Bruker's Vutara SMLM imaging platform with SRX software provides a powerful system for 3D SMLM of the genome along with a wide range of other sample types. The ability to integrate fluidics with the system makes multiplexed imaging applications much more accessible, and SRX provides an all-in-one solution for data acquisition, visualization, and analysis.
Future Directions
Currently, progress is being made on integrating a workflow into SRX called ORCA (Optical Reconstruction of Chromatin Architecture) [Reference Mateo34]. ORCA uses oligopaints like OligoSTORM does but, rather than imaging at the single-molecule level, it takes sub-diffraction images at the wide-field level (Figure 7). All the fluorophores in a single genomic region are imaged as an ensemble rather than stochastically. The center of mass is determined from the image, and an ORCA walk is generated by connecting the center of masses. The technique uses small probe step sizes (2–10 kb) and is ideal for looking at smaller regions or single genes.
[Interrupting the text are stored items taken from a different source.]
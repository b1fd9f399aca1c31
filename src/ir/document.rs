//! Serialized tree exchange format.
//!
//! The external parser hands trees over as JSON documents and receives the
//! rewritten tree back in the same shape. Formatting data the engine does not
//! interpret travels in `meta` and is returned untouched.

use std::path::PathBuf;
use std::sync::Arc;

use serde::{Deserialize, Serialize};

use super::attributes::{AttributeKey, AttributeValue, SourceSpan};
use super::node::{NodeId, Syntax, Tree};
use crate::error::{Result, RewriteError};

/// One file's tree as exchanged with the parser and printer.
#[derive(Debug, Clone, PartialEq, Serialize, Deserialize)]
pub struct TreeDocument {
    #[serde(default, skip_serializing_if = "Option::is_none")]
    pub path: Option<PathBuf>,
    #[serde(default, skip_serializing_if = "Option::is_none")]
    pub source: Option<String>,
    pub root: NodeDocument,
}

#[derive(Debug, Clone, PartialEq, Serialize, Deserialize)]
pub struct NodeDocument {
    pub syntax: Syntax,
    #[serde(default, skip_serializing_if = "Vec::is_empty")]
    pub children: Vec<NodeDocument>,
    #[serde(default, skip_serializing_if = "Option::is_none")]
    pub span: Option<SourceSpan>,
    #[serde(default, skip_serializing_if = "Option::is_none")]
    pub meta: Option<serde_json::Value>,
}

impl NodeDocument {
    pub fn new(syntax: Syntax) -> Self {
        NodeDocument {
            syntax,
            children: Vec::new(),
            span: None,
            meta: None,
        }
    }

    pub fn child(mut self, child: NodeDocument) -> Self {
        self.children.push(child);
        self
    }

    pub fn with_children(mut self, children: impl IntoIterator<Item = NodeDocument>) -> Self {
        self.children.extend(children);
        self
    }

    pub fn with_meta(mut self, meta: serde_json::Value) -> Self {
        self.meta = Some(meta);
        self
    }
}

impl TreeDocument {
    pub fn new(root: NodeDocument) -> Self {
        TreeDocument {
            path: None,
            source: None,
            root,
        }
    }

    pub fn from_json(json: &str) -> Result<Self> {
        serde_json::from_str(json).map_err(|e| RewriteError::Document(e.to_string()))
    }

    pub fn to_json_pretty(&self) -> Result<String> {
        serde_json::to_string_pretty(self).map_err(|e| RewriteError::Document(e.to_string()))
    }
}

/// Deepest nesting accepted from a document. The traversal and the printer
/// recurse once per level.
pub const MAX_DEPTH: usize = 512;

impl Tree {
    /// Builds an arena tree from a document.
    pub fn from_document(document: TreeDocument) -> Result<Tree> {
        let TreeDocument { path, source, root } = document;
        let NodeDocument {
            syntax,
            children,
            span,
            meta,
        } = root;
        let mut tree = Tree::new(syntax).with_origin(path, source);
        let root_id = tree.root();
        attach_extras(&mut tree, root_id, span, meta);

        // (parent, depth of the child, child), in reverse so siblings keep their order.
        let mut stack: Vec<(NodeId, usize, NodeDocument)> =
            children.into_iter().rev().map(|c| (root_id, 1, c)).collect();
        while let Some((parent, depth, document)) = stack.pop() {
            if depth > MAX_DEPTH {
                return Err(RewriteError::Document(format!(
                    "tree is nested deeper than {} levels",
                    MAX_DEPTH
                )));
            }
            let NodeDocument {
                syntax,
                children,
                span,
                meta,
            } = document;
            let id = tree.add(syntax);
            attach_extras(&mut tree, id, span, meta);
            tree.push_child(parent, id)?;
            stack.extend(children.into_iter().rev().map(|c| (id, depth + 1, c)));
        }
        Ok(tree)
    }

    /// Serializes the attached part of the tree.
    pub fn to_document(&self) -> Result<TreeDocument> {
        self.validate()?;
        Ok(TreeDocument {
            path: self.origin().path.clone(),
            source: self.origin().source.as_deref().map(str::to_string),
            root: self.node_document(self.root())?,
        })
    }

    fn node_document(&self, root: NodeId) -> Result<NodeDocument> {
        // (node, its children serialized so far)
        let mut stack: Vec<(NodeId, Vec<NodeDocument>)> = vec![(root, Vec::new())];
        while let Some((id, done)) = stack.last_mut() {
            if let Some(&next) = self.children(*id).get(done.len()) {
                stack.push((next, Vec::new()));
                continue;
            }
            let Some((id, children)) = stack.pop() else {
                break;
            };
            let document = self.shallow_document(id, children);
            match stack.last_mut() {
                Some((_, siblings)) => siblings.push(document),
                None => return Ok(document),
            }
        }
        Err(RewriteError::Document(format!("could not serialize node {}", root)))
    }

    fn shallow_document(&self, id: NodeId, children: Vec<NodeDocument>) -> NodeDocument {
        let span = match self.attr(id, AttributeKey::SourceSpan) {
            Some(AttributeValue::Span(span)) => Some(*span),
            _ => None,
        };
        let meta = match self.attr(id, AttributeKey::PrinterMeta) {
            Some(AttributeValue::Opaque(value)) => Some(value.as_ref().clone()),
            _ => None,
        };
        NodeDocument {
            syntax: self.syntax(id).clone(),
            children,
            span,
            meta,
        }
    }
}

fn attach_extras(tree: &mut Tree, id: NodeId, span: Option<SourceSpan>, meta: Option<serde_json::Value>) {
    if let Some(span) = span {
        tree.set_attr(id, AttributeKey::SourceSpan, AttributeValue::Span(span));
    }
    if let Some(meta) = meta {
        tree.set_attr(id, AttributeKey::PrinterMeta, AttributeValue::Opaque(Arc::new(meta)));
    }
}

#[cfg(test)]
mod tests {
    use super::*;
    use indoc::indoc;

    #[test]
    fn test_document_from_json() {
        let json = indoc! {r#"
            {
              "path": "app/HomePresenter.php",
              "root": {
                "syntax": {"kind": "File"},
                "children": [
                  {
                    "syntax": {"kind": "Expression"},
                    "meta": {"comments": ["// keep me"]},
                    "children": [
                      {"syntax": {"kind": "Variable", "name": "form"}, "span": {"start": 6, "end": 11, "line": 2}}
                    ]
                  }
                ]
              }
            }
        "#};
        let doc = TreeDocument::from_json(json).unwrap();
        let tree = Tree::from_document(doc.clone()).unwrap();

        let stmt = tree.child(tree.root(), 0).unwrap();
        let var = tree.child(stmt, 0).unwrap();
        assert_eq!(tree.name(var), Some("form"));
        assert!(tree.has_attr(stmt, AttributeKey::PrinterMeta));
        assert!(tree.has_attr(var, AttributeKey::SourceSpan));
        assert_eq!(tree.path().unwrap().to_str(), Some("app/HomePresenter.php"));

        assert_eq!(tree.to_document().unwrap(), doc);
    }

    /// `File > Expression > Array > Array > ...` with `depth` arrays.
    fn nested_arrays(depth: usize) -> TreeDocument {
        let mut node = NodeDocument::new(Syntax::Int { value: 1 });
        for _ in 0..depth {
            node = NodeDocument::new(Syntax::Array).child(node);
        }
        TreeDocument::new(NodeDocument::new(Syntax::File).child(NodeDocument::new(Syntax::Expression).child(node)))
    }

    #[test]
    fn test_deep_document_round_trips() {
        let doc = nested_arrays(MAX_DEPTH - 2);
        let tree = Tree::from_document(doc.clone()).unwrap();
        assert_eq!(tree.to_document().unwrap(), doc);
    }

    #[test]
    fn test_too_deep_document_is_rejected() {
        let err = Tree::from_document(nested_arrays(MAX_DEPTH)).unwrap_err();
        assert!(matches!(err, RewriteError::Document(message) if message.contains("512")));
    }

    #[test]
    fn test_malformed_document() {
        let err = TreeDocument::from_json(r#"{"root": {"syntax": {"kind": "Bogus"}}}"#).unwrap_err();
        assert!(matches!(err, RewriteError::Document(_)));
    }
}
When comparing STORM, OligoSTORM, and ORCA, decreasing the step size increases the sequence resolution. STORM gives an overview of the shape of the structure without sequence information, OligoSTORM adds in the sequence context to the structure, and ORCA results in a finer sequence resolution but does not provide the space-filling component that is obtained with OligoSTORM. The techniques are complementary, and their use depends on experimental capabilities, as well as the features being studied. ORCA is a good choice for a high-throughput study of a small genomic region, whereas OligoSTORM is preferred for taking larger steps to image a larger genomic region.
The ultimate goal is to have seamless integration within SRX of imaging data with standard genomic software platforms, and analysis for a variety of genomic imaging workflows, including ORCA and OligoSTORM. This will enable easier genomic modeling and Hi-C mapping of genomic data, helping to bridge the gap between single-cell imaging data and larger-scale data from ensemble methods.